Understanding math pressure to alleviate anxiety

The math students from SIAM’s survey had suggestions about how to raise those falling math scores. Their ideas are not only insightful, they’re achievable. 

Addressing the underlying issues of math anxiety and burnout were atop their list with 45 percent. But how? The students (44 percent of them) emphasized making math classes more applicable to everyday life, and uncovering learning gaps and addressing them with extra help (42 percent).

 What they are suggesting is what experts have been working toward: making math more engaging for all students, not just for those seeking out STEM degrees or careers. 

High school counselors surveyed for our 2022 report Calculating the Odds: Counselor Views on Math Coursetaking and College Admissions noted that students often face undue pressure to accelerate in math, leading many to rush through the curriculum to take courses such as calculus, even when they are not planning to pursue STEM majors. 

“This often leads to unnecessary stress and struggle. In some cases it undermines math confidence for these students,” shared one counselor.

Indeed, the SIAM survey revealed that, for a majority of students, it was the desire to get into a good college or university that kept them going in math over the last few years. This tracks with a prior study, which found that many students cited getting into college as their reason for accelerating to a calculus course—even though many lacked an intrinsic interest in math or STEM, and even though only about 5 percent of students who do so benefit by taking the next-level course in college. 

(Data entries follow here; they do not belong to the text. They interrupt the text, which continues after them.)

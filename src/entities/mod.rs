//! Entity module - Contains all SeaORM entity definitions for the database.
//! These entities represent the database tables and their relationships.
//! Each entity has a Model struct for data and an Entity struct for operations.

pub mod actor;
pub mod category;
pub mod monthly_target;
pub mod product;
pub mod status_event;

// Re-export specific types to avoid conflicts
pub use actor::{Column as ActorColumn, Entity as Actor, Model as ActorModel};
pub use category::{Column as CategoryColumn, Entity as Category, Model as CategoryModel};
pub use monthly_target::{
    Column as MonthlyTargetColumn, Entity as MonthlyTarget, Model as MonthlyTargetModel,
};
pub use product::{Column as ProductColumn, Entity as Product, Model as ProductModel};
pub use status_event::{
    Column as StatusEventColumn, Entity as StatusEvent, Model as StatusEventModel,
};
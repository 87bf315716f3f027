use dotenvy::dotenv;
use target_commit::{
    config::{catalog, database},
    core::report::{self, ReportScope},
    errors::Result,
};
use tracing::{error, info};
use tracing_subscriber::EnvFilter;

#[tokio::main(flavor = "current_thread")]
async fn main() -> Result<()> {
    // 1. Initialize tracing (as early as possible)
    tracing_subscriber::fmt()
        .with_env_filter(
            EnvFilter::try_from_default_env().unwrap_or_else(|_| EnvFilter::new("info")),
        )
        .init();

    // 2. Load .env file; env vars can also be set externally
    dotenv().ok();
    info!("Attempted to load .env file.");

    // 3. Load the seed catalog
    let catalog_config = catalog::load_default_config()
        .inspect_err(|e| error!("Failed to load catalog: {}", e))?;

    // 4. Connect and ensure the schema
    let db = database::create_connection()
        .await
        .inspect_err(|e| error!("Failed to connect to database: {}", e))?;
    database::create_tables(&db).await?;

    // 5. Seed categories, organization and product lines
    catalog::seed_catalog(&db, &catalog_config)
        .await
        .inspect_err(|e| error!("Failed to seed catalog: {}", e))?;

    // 6. Print the organization-wide summary
    let summary = report::generate_target_report(&db, ReportScope::All).await?;
    info!("\n{}", report::format_report_summary(&summary));

    Ok(())
}
/// Derives revenue from a quantity and unit price, rounded to the nearest unit.
///
/// # Errors
/// Returns [`Error::InvalidValue`] when the result does not fit a
/// figure in `0..=MAX_FIGURE`.
#[allow(
    clippy::cast_precision_loss,
    clippy::cast_possible_truncation
)]
pub fn derive_revenue(qty: i64, unit_price: f64) -> Result<i64> {
    let revenue = (qty as f64 * unit_price).round();
    if !revenue.is_finite() || revenue < 0.0 || revenue > MAX_FIGURE as f64 {
        return Err(Error::InvalidValue {
            field: "current_year_revenue".to_string(),
            value: revenue.to_string(),
        });
    }
    Ok(revenue as i64)
}

async fn write_current_year<C>(
    db: &C,
    product: &product::Model,
    month: FiscalMonth,
    update: TargetUpdate,
) -> Result<monthly_target::Model>
where
    C: ConnectionTrait,
{
    if update.is_empty() {
        return Err(Error::Config {
            message: "Nothing to update".to_string(),
        });
    }

    let revenue_only = catalog::require_category(db, product.category_id)
        .await?
        .is_revenue_only;
    let current = get_monthly_target(db, product.id, month).await?;

    let qty = update.current_year_qty.unwrap_or(current.current_year_qty);
    validate_figure("current_year_qty", qty)?;
    if revenue_only {
        ensure_no_quantity("current_year_qty", qty)?;
    }

    let revenue = match (update.current_year_revenue, update.current_year_qty) {
        (Some(revenue), _) => revenue,
        (None, Some(qty)) if !revenue_only => derive_revenue(qty, product.unit_price)?,
        (None, _) => current.current_year_revenue,
    };
    validate_figure("current_year_revenue", revenue)?;

    let mut row: monthly_target::ActiveModel = current.into();
    row.current_year_qty = Set(qty);
    row.current_year_revenue = Set(revenue);
    row.update(db).await.map_err(Into::into)
}

async fn touch_product<C>(db: &C, product: product::Model) -> Result<()>
where
    C: ConnectionTrait,
{
    let mut product: product::ActiveModel = product.into();
    product.updated_at = Set(chrono::Utc::now());
    product.update(db).await?;
    Ok(())
}

fn validate_figure(field: &str, value: i64) -> Result<()> {
    if !(0..=MAX_FIGURE).contains(&value) {
        return Err(Error::InvalidValue {
            field: field.to_string(),
            value: value.to_string(),
        });
    }
    Ok(())
}

fn ensure_no_quantity(field: &str, value: i64) -> Result<()> {
    if value != 0 {
        return Err(Error::InvalidValue {
            field: format!("{field} (revenue-only category)"),
            value: value.to_string(),
        });
    }
    Ok(())
}

#[cfg(test)]
mod tests {
    #![allow(clippy::unwrap_used)]
    use super::*;
    use crate::{
        core::{
            aggregate::{Metric, Series, product_total},
            approval::TargetStatus,
        },
        test_utils::*,
    };

    #[tokio::test]
    async fn test_new_product_reads_as_zero_year() -> Result<()> {
        let (org, product) = setup_with_product().await?;

        let targets = get_monthly_targets(&org.db, product.id).await?;
        assert_eq!(targets, MonthlyTargets::default());

        let snapshot = get_product_targets(&org.db, product.id).await?;
        assert_eq!(snapshot.product_id, product.id);
        assert_eq!(snapshot.status, TargetStatus::Draft);

        Ok(())
    }

    #[tokio::test]
    async fn test_owner_update_derives_revenue() -> Result<()> {
        let (org, product) = setup_with_product().await?;

        let row = update_monthly_target(&org.db, &org.rep, product.id, FiscalMonth::May, TargetUpdate::quantity(7))
            .await?;
        assert_eq!(row.current_year_qty, 7);
        // unit price 10.0
        assert_eq!(row.current_year_revenue, 70);

        let row = update_monthly_target(
            &org.db,
            &org.rep,
            product.id,
            FiscalMonth::May,
            TargetUpdate::revenue(95),
        )
        .await?;
        assert_eq!(row.current_year_qty, 7);
        assert_eq!(row.current_year_revenue, 95);

        Ok(())
    }

    #[tokio::test]
    async fn test_yearly_total_matches_stored_months() -> Result<()> {
        let (org, product) = setup_with_product().await?;

        let mut expected = 0;
        for (i, month) in FiscalMonth::ALL.into_iter().enumerate() {
            let qty = i64::try_from(i).expect("month index fits in i64") + 1;
            expected += qty;
            update_monthly_target(&org.db, &org.rep, product.id, month, TargetUpdate::quantity(qty))
                .await?;
        }

        let snapshot = get_product_targets(&org.db, product.id).await?;
        assert_eq!(
            product_total(&snapshot, Metric::Quantity, Series::CurrentYear),
            expected
        );
        assert_eq!(
            product_total(&snapshot, Metric::Revenue, Series::CurrentYear),
            expected * 10
        );

        Ok(())
    }

    #[tokio::test]
    async fn test_update_validation() -> Result<()> {
        let (org, product) = setup_with_product().await?;

        let negative = update_monthly_target(
            &org.db,
            &org.rep,
            product.id,
            FiscalMonth::Apr,
            TargetUpdate::quantity(-1),
        )
        .await;
        assert!(matches!(negative.unwrap_err(), Error::InvalidValue { .. }));

        let empty = update_monthly_target(
            &org.db,
            &org.rep,
            product.id,
            FiscalMonth::Apr,
            TargetUpdate::default(),
        )
        .await;
        assert!(matches!(empty.unwrap_err(), Error::Config { .. }));

        let not_owner = update_monthly_target(
            &org.db,
            &org.tbm,
            product.id,
            FiscalMonth::Apr,
            TargetUpdate::quantity(1),
        )
        .await;
        assert!(matches!(not_owner.unwrap_err(), Error::PermissionDenied { .. }));

        let missing = update_monthly_target(&org.db, &org.rep, 404, FiscalMonth::Apr, TargetUpdate::quantity(1))
            .await;
        assert!(matches!(missing.unwrap_err(), Error::ProductNotFound { .. }));

        Ok(())
    }

    #[tokio::test]
    async fn test_revenue_only_product_rejects_quantity() -> Result<()> {
        let org = setup_org().await?;
        let services = create_test_category(&org.db, "services", true).await?;
        let product = create_test_product(&org.db, "SVC", services.id, org.rep.id).await?;

        let qty = update_monthly_target(
            &org.db,
            &org.rep,
            product.id,
            FiscalMonth::Jun,
            TargetUpdate::quantity(3),
        )
        .await;
        assert!(matches!(qty.unwrap_err(), Error::InvalidValue { .. }));

        let row = update_monthly_target(
            &org.db,
            &org.rep,
            product.id,
            FiscalMonth::Jun,
            TargetUpdate::revenue(5000),
        )
        .await?;
        assert_eq!(row.current_year_revenue, 5000);
        assert_eq!(row.current_year_qty, 0);

        let snapshot = get_product_targets(&org.db, product.id).await?;
        assert!(snapshot.is_revenue_only);

        Ok(())
    }

    #[tokio::test]
    async fn test_submitted_product_is_locked_for_owner() -> Result<()> {
        let (org, product) = setup_with_product().await?;
        workflow::submit(&org.db, &org.rep, product.id).await?;

        let result = update_monthly_target(
            &org.db,
            &org.rep,
            product.id,
            FiscalMonth::Apr,
            TargetUpdate::quantity(5),
        )
        .await;
        assert!(matches!(
            result.unwrap_err(),
            Error::NotEditable { status } if status == "submitted"
        ));

        Ok(())
    }

    #[tokio::test]
    async fn test_approver_correction_records_event() -> Result<()> {
        let (org, product) = setup_with_product().await?;
        update_monthly_target(&org.db, &org.rep, product.id, FiscalMonth::Jul, TargetUpdate::quantity(4))
            .await?;

        // Draft lines cannot be corrected
        let early = correct_monthly_target(
            &org.db,
            &org.tbm,
            product.id,
            FiscalMonth::Jul,
            TargetUpdate::quantity(6),
        )
        .await;
        assert!(matches!(early.unwrap_err(), Error::NotEditable { .. }));

        workflow::submit(&org.db, &org.rep, product.id).await?;

        let wrong_level = correct_monthly_target(
            &org.db,
            &org.abm,
            product.id,
            FiscalMonth::Jul,
            TargetUpdate::quantity(6),
        )
        .await;
        assert!(matches!(wrong_level.unwrap_err(), Error::PermissionDenied { .. }));

        let row = correct_monthly_target(
            &org.db,
            &org.tbm,
            product.id,
            FiscalMonth::Jul,
            TargetUpdate::quantity(6),
        )
        .await?;
        assert_eq!(row.current_year_qty, 6);
        assert_eq!(row.current_year_revenue, 60);

        let history = workflow::get_history(&org.db, product.id).await?;
        let last = history.last().unwrap();
        assert_eq!(last.action, "correct");
        assert_eq!(last.actor_id, org.tbm.id);
        assert_eq!(last.to_status, TargetStatus::Submitted);
        assert_eq!(last.reason.as_deref(), Some("jul: qty 4 -> 6, revenue 40 -> 60"));

        Ok(())
    }

    #[tokio::test]
    async fn test_reference_figures_admin_only() -> Result<()> {
        let (org, product) = setup_with_product().await?;
        let figures = ReferenceFigures {
            last_year_qty: 10,
            last_year_revenue: 100,
            aop_qty: 12,
            aop_revenue: 120,
        };

        let denied =
            set_reference_figures(&org.db, &org.rep, product.id, FiscalMonth::Aug, figures).await;
        assert!(matches!(denied.unwrap_err(), Error::PermissionDenied { .. }));

        let row =
            set_reference_figures(&org.db, &org.admin, product.id, FiscalMonth::Aug, figures).await?;
        assert_eq!(row.last_year_qty, 10);
        assert_eq!(row.aop_revenue, 120);

        // Allowed even after approval
        workflow::submit(&org.db, &org.rep, product.id).await?;
        workflow::approve(&org.db, &org.tbm, product.id, &[]).await?;
        let row = set_reference_figures(
            &org.db,
            &org.admin,
            product.id,
            FiscalMonth::Aug,
            ReferenceFigures {
                last_year_qty: 11,
                ..figures
            },
        )
        .await?;
        assert_eq!(row.last_year_qty, 11);

        let negative = set_reference_figures(
            &org.db,
            &org.admin,
            product.id,
            FiscalMonth::Aug,
            ReferenceFigures {
                aop_qty: -5,
                ..figures
            },
        )
        .await;
        assert!(matches!(negative.unwrap_err(), Error::InvalidValue { .. }));

        Ok(())
    }

    #[test]
    fn test_derive_revenue() {
        assert_eq!(derive_revenue(3, 12.5).unwrap(), 38);
        assert_eq!(derive_revenue(0, 99.0).unwrap(), 0);
        assert!(derive_revenue(1, f64::INFINITY).is_err());
        assert!(derive_revenue(MAX_FIGURE, 2.0).is_err());
    }

    #[tokio::test]
    async fn test_figures_are_bounded_so_reports_cannot_overflow() -> Result<()> {
        let (org, product) = setup_with_product().await?;

        let huge = update_monthly_target(
            &org.db,
            &org.rep,
            product.id,
            FiscalMonth::Apr,
            TargetUpdate::revenue(i64::MAX),
        )
        .await;
        assert!(matches!(huge.unwrap_err(), Error::InvalidValue { .. }));

        for month in FiscalMonth::ALL {
            update_monthly_target(
                &org.db,
                &org.rep,
                product.id,
                month,
                TargetUpdate::revenue(MAX_FIGURE),
            )
            .await?;
        }

        let report =
            crate::core::report::generate_target_report(&org.db, crate::core::report::ReportScope::All)
                .await?;
        assert_eq!(report.revenue.current_year, MAX_FIGURE * 12);

        Ok(())
    }
}
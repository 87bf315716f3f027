/// Seed catalog loading from config.toml
pub mod catalog;

/// Database configuration and connection management
pub mod database;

Looking beyond the calculus standard of success

While calculus is considered an important stepping stone to STEM degrees and careers, there are other ways for high school and college students—STEM and non-STEM majors alike—to show rigor and understanding of advanced math concepts.

In fact, negative math experience and lack of confidence can create “cognitive interference” that shuts down a student’s ability to focus on schoolwork, according to Colleen Ganley, associate professor of psychology at Florida State University and a panelist for our March conference, The Mathematics of Opportunity: Advancing by Degrees. This pattern is especially prevalent, Ganley noted, during math testing, which may lead to inaccurate measures of a student’s actual capacity for math learning. 

“If you’re anxious about something, whether it’s math or anything else, you’re more likely to avoid that,” Ganley said in the TMO session From Math Anxiety to Math Belonging. “We’ve studied it more at older ages and see people less likely to go into careers that involve math.” 

Alleviating the pressure to race through the math curriculum may be a helpful strategy for managing stress, reducing math anxiety, and getting more students—including underrepresented students—to master higher-order math skills and prepare for STEM majors and careers. Traditional courses on the calculus path are one route, but another comprises new, innovative quantitative reasoning courses that keep students engaged in mathematics, students who might otherwise be turned off. 

New approaches to assessment may also help alleviate the pressure and anxiety, Ganley noted: “There are small changes, especially, the way we talk about assessment and the way we talk about standardized testing. This is not to show what you don’t know. This is to show what you know and what you’ve learned.”